◆ **EXERCISE BRIEF**: Filter out all lines without the word "RuleEvaluationResult" from the data below, please, and copy the rest.

------ EXERCISE INPUT

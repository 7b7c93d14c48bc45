//! 规则引擎编排
//!
//! 单次评估是 (rules, context, settings) 的纯同步函数：不做 I/O、
//! 不持有跨调用的可变状态、输入只读，媒体列表整体复制后加工。
//! 唯一的外部可见非确定性来自 shuffle 策略与注入的 A/B 分桶，
//! 两者都由调用方提供或播种。

use crate::actions::ActionPipeline;
use crate::context::EvaluationContext;
use crate::models::{
    EvaluationStats, FallbackBehavior, GlobalSettings, ProcessedMediaItem, Rule,
    RuleEvaluationResult, RuleStatus,
};
use crate::scope::ScopeMatcher;
use crate::tree::ConditionTree;
use chrono::{DateTime, Utc};
use rand::rngs::StdRng;
use rand::SeedableRng;
use std::time::Instant;
use tracing::{debug, info};

/// 预处理后的规则集
///
/// 资格过滤、优先级排序和条数截断只做一次，批量评估多个上下文
/// 时整体复用，不逐次重算。
#[derive(Debug, Clone)]
pub struct PreparedRuleSet {
    rules: Vec<Rule>,
    prepared_at: DateTime<Utc>,
}

impl PreparedRuleSet {
    pub fn rules(&self) -> &[Rule] {
        &self.rules
    }

    pub fn len(&self) -> usize {
        self.rules.len()
    }

    pub fn is_empty(&self) -> bool {
        self.rules.is_empty()
    }

    pub fn prepared_at(&self) -> DateTime<Utc> {
        self.prepared_at
    }
}

/// 传统变体图映射协作方（default_gallery 兜底的外部接缝）
///
/// 返回应当可见的媒体 id 集合；返回 None 表示无映射可用，
/// 引擎退回全部展示。
pub trait VariantImageMapper: Send + Sync {
    fn visible_media_ids(&self, ctx: &EvaluationContext) -> Option<Vec<String>>;
}

/// 规则引擎
pub struct RuleEngine {
    settings: GlobalSettings,
    rng_seed: Option<u64>,
    variant_mapper: Option<Box<dyn VariantImageMapper>>,
}

impl RuleEngine {
    pub fn new(settings: GlobalSettings) -> Self {
        Self {
            settings,
            rng_seed: None,
            variant_mapper: None,
        }
    }

    /// 固定 shuffle 随机源的种子，保证可复现（测试与双端一致性校验用）
    pub fn with_rng_seed(mut self, seed: u64) -> Self {
        self.rng_seed = Some(seed);
        self
    }

    pub fn with_variant_mapper(mut self, mapper: Box<dyn VariantImageMapper>) -> Self {
        self.variant_mapper = Some(mapper);
        self
    }

    pub fn settings(&self) -> &GlobalSettings {
        &self.settings
    }

    /// 预处理规则集：资格过滤 → 稳定优先级排序 → 截断到条数上限
    ///
    /// 上限是硬截断，被截掉的规则彻底不进入评估循环。
    pub fn prepare(&self, rules: &[Rule], now: DateTime<Utc>) -> PreparedRuleSet {
        let total = rules.len();
        let mut eligible: Vec<Rule> = rules
            .iter()
            .filter(|r| Self::is_eligible(r, now))
            .cloned()
            .collect();
        // 稳定排序，优先级相同者保持原数组顺序
        eligible.sort_by_key(|r| r.priority);
        eligible.truncate(self.settings.max_rules_per_evaluation);

        info!(
            total,
            eligible = eligible.len(),
            cap = self.settings.max_rules_per_evaluation,
            "规则集预处理完成"
        );
        PreparedRuleSet {
            rules: eligible,
            prepared_at: now,
        }
    }

    /// 规则在当前时刻是否具备评估资格
    fn is_eligible(rule: &Rule, now: DateTime<Utc>) -> bool {
        // 已过期的规则无论状态如何一律出局
        if let Some(end) = rule.end_date {
            if end < now {
                return false;
            }
        }
        match rule.status {
            RuleStatus::Active => true,
            RuleStatus::Scheduled => rule.start_date.is_some_and(|start| now >= start),
            RuleStatus::Draft | RuleStatus::Paused => false,
        }
    }

    /// 对单个上下文评估预处理后的规则集
    pub fn evaluate(
        &self,
        prepared: &PreparedRuleSet,
        ctx: &EvaluationContext,
    ) -> RuleEvaluationResult {
        let start = Instant::now();
        let mut stats = EvaluationStats::default();
        let mut media: Vec<ProcessedMediaItem> = ctx
            .media
            .iter()
            .cloned()
            .map(ProcessedMediaItem::from)
            .collect();
        let mut matched_rule_ids: Vec<String> = Vec::new();
        let mut pending_replacement = None;

        if self.settings.enabled {
            let mut rng = match self.rng_seed {
                Some(seed) => StdRng::seed_from_u64(seed),
                None => StdRng::from_os_rng(),
            };

            for rule in prepared.rules() {
                stats.rules_evaluated += 1;

                if !ScopeMatcher::matches(rule, ctx) {
                    continue;
                }
                if !ConditionTree::evaluate(&rule.conditions, ctx, &mut stats.conditions_checked)
                {
                    continue;
                }

                debug!(rule_id = %rule.id, rule_name = %rule.name, "规则命中");
                if let Some(src) =
                    ActionPipeline::apply(&rule.actions, &mut media, ctx, &mut rng, &mut stats)
                {
                    pending_replacement = Some(src);
                }
                for item in media.iter_mut().filter(|m| m.visible) {
                    item.applied_rule_ids.push(rule.id.clone());
                }
                matched_rule_ids.push(rule.id.clone());

                if rule.stop_processing {
                    debug!(rule_id = %rule.id, "stop_processing 置位，终止后续规则");
                    break;
                }
            }
        }

        // 引擎禁用时直接返回原样全可见画廊，不走兜底
        let mut fallback_applied = false;
        if self.settings.enabled && matched_rule_ids.is_empty() {
            fallback_applied = true;
            self.apply_fallback(&mut media, ctx);
        }

        Self::finalize(&mut media);

        RuleEvaluationResult {
            media,
            matched_rule_ids,
            elapsed_ms: start.elapsed().as_secs_f64() * 1000.0,
            fallback_applied,
            pending_replacement,
            stats,
        }
    }

    /// 便捷入口：单次预处理加评估
    pub fn evaluate_rules(
        &self,
        rules: &[Rule],
        ctx: &EvaluationContext,
    ) -> RuleEvaluationResult {
        let prepared = self.prepare(rules, ctx.time.now);
        self.evaluate(&prepared, ctx)
    }

    /// 零规则命中时的兜底
    fn apply_fallback(&self, media: &mut [ProcessedMediaItem], ctx: &EvaluationContext) {
        let behavior = if self.settings.use_legacy_fallback {
            FallbackBehavior::DefaultGallery
        } else {
            self.settings.fallback_behavior
        };
        debug!(?behavior, "零规则命中，应用兜底行为");

        match behavior {
            FallbackBehavior::ShowAll => {
                for item in media.iter_mut() {
                    item.visible = true;
                }
            }
            FallbackBehavior::ShowNone => {
                for item in media.iter_mut() {
                    item.visible = false;
                }
            }
            FallbackBehavior::DefaultGallery => {
                let mapped = self
                    .variant_mapper
                    .as_ref()
                    .and_then(|m| m.visible_media_ids(ctx));
                match mapped {
                    Some(ids) => {
                        for item in media.iter_mut() {
                            item.visible = ids.contains(&item.item.id);
                        }
                    }
                    // 无映射可用时退回全部展示
                    None => {
                        for item in media.iter_mut() {
                            item.visible = true;
                        }
                    }
                }
            }
        }
    }

    /// 最终重排编号：可见项按当前顺序取 0..n，隐藏项置 -1 并排在
    /// 所有可见项之后
    fn finalize(media: &mut Vec<ProcessedMediaItem>) {
        let (mut visible, mut hidden): (Vec<_>, Vec<_>) =
            media.drain(..).partition(|m| m.visible);
        for (i, item) in visible.iter_mut().enumerate() {
            item.new_position = i as i32;
        }
        for item in hidden.iter_mut() {
            item.new_position = -1;
        }
        visible.extend(hidden);
        *media = visible;
    }
}
//! 规则集加载
//!
//! 解析外部元数据存储取回的规则集文档。店面路径采用 fail-open
//! 策略：schema 版本不符或文档不可解析时整体丢弃、退回空默认集，
//! 画廊展示安全的默认内容而不是报错；单条规则反序列化失败只丢弃
//! 该条。管理端保存路径使用 parse_strict 让错误浮出水面。

use crate::error::{Result, RuleError};
use crate::models::{GlobalSettings, Rule};
use serde::{Deserialize, Serialize};
use serde_json::Value;
use tracing::warn;

/// 当前支持的规则集 schema 版本
pub const RULESET_SCHEMA_VERSION: u32 = 1;

/// 持久化的规则集文档
///
/// rules 先以原始 JSON 承载，逐条容错反序列化。
#[derive(Debug, Clone, Serialize, Deserialize)]
pub struct RuleSetDocument {
    pub schema_version: u32,
    #[serde(default)]
    pub rules: Vec<Value>,
    #[serde(default, skip_serializing_if = "Option::is_none")]
    pub settings: Option<GlobalSettings>,
}

/// 商品级覆盖（先禁用，再追加）
#[derive(Debug, Clone, Default, Serialize, Deserialize)]
pub struct ProductOverrides {
    #[serde(default)]
    pub disabled_rule_ids: Vec<String>,
    #[serde(default)]
    pub additional_rules: Vec<Rule>,
}

/// 加载结果
#[derive(Debug, Clone, Default)]
pub struct LoadedRuleSet {
    pub rules: Vec<Rule>,
    pub settings: GlobalSettings,
    /// 反序列化失败被丢弃的规则条数
    pub discarded: usize,
}

/// 规则集加载器
pub struct RuleSetLoader;

impl RuleSetLoader {
    /// fail-open 解析：任何整体性问题都退回空默认集
    pub fn parse(payload: &str) -> LoadedRuleSet {
        let doc: RuleSetDocument = match serde_json::from_str(payload) {
            Ok(doc) => doc,
            Err(e) => {
                warn!(error = %e, "规则集文档解析失败，退回空规则集");
                return LoadedRuleSet::default();
            }
        };
        if doc.schema_version != RULESET_SCHEMA_VERSION {
            warn!(
                found = doc.schema_version,
                expected = RULESET_SCHEMA_VERSION,
                "规则集 schema 版本不受支持，整体丢弃"
            );
            return LoadedRuleSet::default();
        }
        Self::collect(doc)
    }

    /// 严格解析：文档不可解析或版本不符时返回错误（管理端保存路径）
    pub fn parse_strict(payload: &str) -> Result<LoadedRuleSet> {
        let doc: RuleSetDocument = serde_json::from_str(payload)?;
        if doc.schema_version != RULESET_SCHEMA_VERSION {
            return Err(RuleError::UnsupportedSchemaVersion {
                found: doc.schema_version,
                expected: RULESET_SCHEMA_VERSION,
            });
        }
        Ok(Self::collect(doc))
    }

    fn collect(doc: RuleSetDocument) -> LoadedRuleSet {
        let mut rules = Vec::with_capacity(doc.rules.len());
        let mut discarded = 0;
        for raw in doc.rules {
            match serde_json::from_value::<Rule>(raw) {
                Ok(rule) => rules.push(rule),
                Err(e) => {
                    // 单条规则坏了不拖垮整个集合
                    warn!(error = %e, "规则反序列化失败，跳过该条");
                    discarded += 1;
                }
            }
        }
        LoadedRuleSet {
            rules,
            settings: doc.settings.unwrap_or_default(),
            discarded,
        }
    }

    /// 合并商品级覆盖：先按 id 禁用，再追加商品级规则
    pub fn merge_overrides(mut base: LoadedRuleSet, overrides: &ProductOverrides) -> LoadedRuleSet {
        if !overrides.disabled_rule_ids.is_empty() {
            base.rules
                .retain(|r| !overrides.disabled_rule_ids.contains(&r.id));
        }
        base.rules.extend(overrides.additional_rules.iter().cloned());
        base
    }
}

#[cfg(test)]
mod tests {
    use super::*;
    use serde_json::json;

    fn doc_json(schema_version: u32, rules: Value) -> String {
        json!({
            "schema_version": schema_version,
            "rules": rules
        })
        .to_string()
    }

    fn valid_rule(id: &str) -> Value {
        json!({
            "id": id,
            "name": "测试规则",
            "status": "active",
            "conditions": {"operator": "AND", "children": []},
            "actions": [{"type": "reorder", "strategy": "reverse"}]
        })
    }

    #[test]
    fn test_parse_valid_document() {
        let payload = doc_json(1, json!([valid_rule("r1"), valid_rule("r2")]));
        let loaded = RuleSetLoader::parse(&payload);
        assert_eq!(loaded.rules.len(), 2);
        assert_eq!(loaded.discarded, 0);
    }

    #[test]
    fn test_schema_version_mismatch_fails_open() {
        let payload = doc_json(2, json!([valid_rule("r1")]));
        let loaded = RuleSetLoader::parse(&payload);
        assert!(loaded.rules.is_empty());
        assert!(loaded.settings.enabled);
    }

    #[test]
    fn test_garbage_payload_fails_open() {
        let loaded = RuleSetLoader::parse("not json at all {{{");
        assert!(loaded.rules.is_empty());
    }

    #[test]
    fn test_bad_rule_dropped_good_rules_kept() {
        let payload = doc_json(
            1,
            json!([
                valid_rule("r1"),
                {"id": "bad", "actions": [{"type": "hologram"}]},
                valid_rule("r3")
            ]),
        );
        let loaded = RuleSetLoader::parse(&payload);
        assert_eq!(loaded.rules.len(), 2);
        assert_eq!(loaded.discarded, 1);
    }

    #[test]
    fn test_parse_strict_rejects_version_mismatch() {
        let payload = doc_json(3, json!([]));
        let err = RuleSetLoader::parse_strict(&payload).unwrap_err();
        assert!(matches!(
            err,
            RuleError::UnsupportedSchemaVersion { found: 3, .. }
        ));
    }

    #[test]
    fn test_settings_carried_from_document() {
        let payload = json!({
            "schema_version": 1,
            "rules": [],
            "settings": {"fallback_behavior": "show_none", "max_rules_per_evaluation": 10}
        })
        .to_string();
        let loaded = RuleSetLoader::parse(&payload);
        assert_eq!(loaded.settings.max_rules_per_evaluation, 10);
    }

    #[test]
    fn test_merge_overrides_disables_then_appends() {
        let payload = doc_json(1, json!([valid_rule("r1"), valid_rule("r2")]));
        let base = RuleSetLoader::parse(&payload);

        let extra: Rule = serde_json::from_value(valid_rule("p1")).unwrap();
        let overrides = ProductOverrides {
            disabled_rule_ids: vec!["r1".to_string()],
            additional_rules: vec![extra],
        };
        let merged = RuleSetLoader::merge_overrides(base, &overrides);
        let ids: Vec<_> = merged.rules.iter().map(|r| r.id.as_str()).collect();
        assert_eq!(ids, vec!["r2", "p1"]);
    }
}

------------

◆ **ANSWER FOR THE TASK**:
    RuleEvaluationResult, RuleStatus,
    ) -> RuleEvaluationResult {
        RuleEvaluationResult {
    ) -> RuleEvaluationResult {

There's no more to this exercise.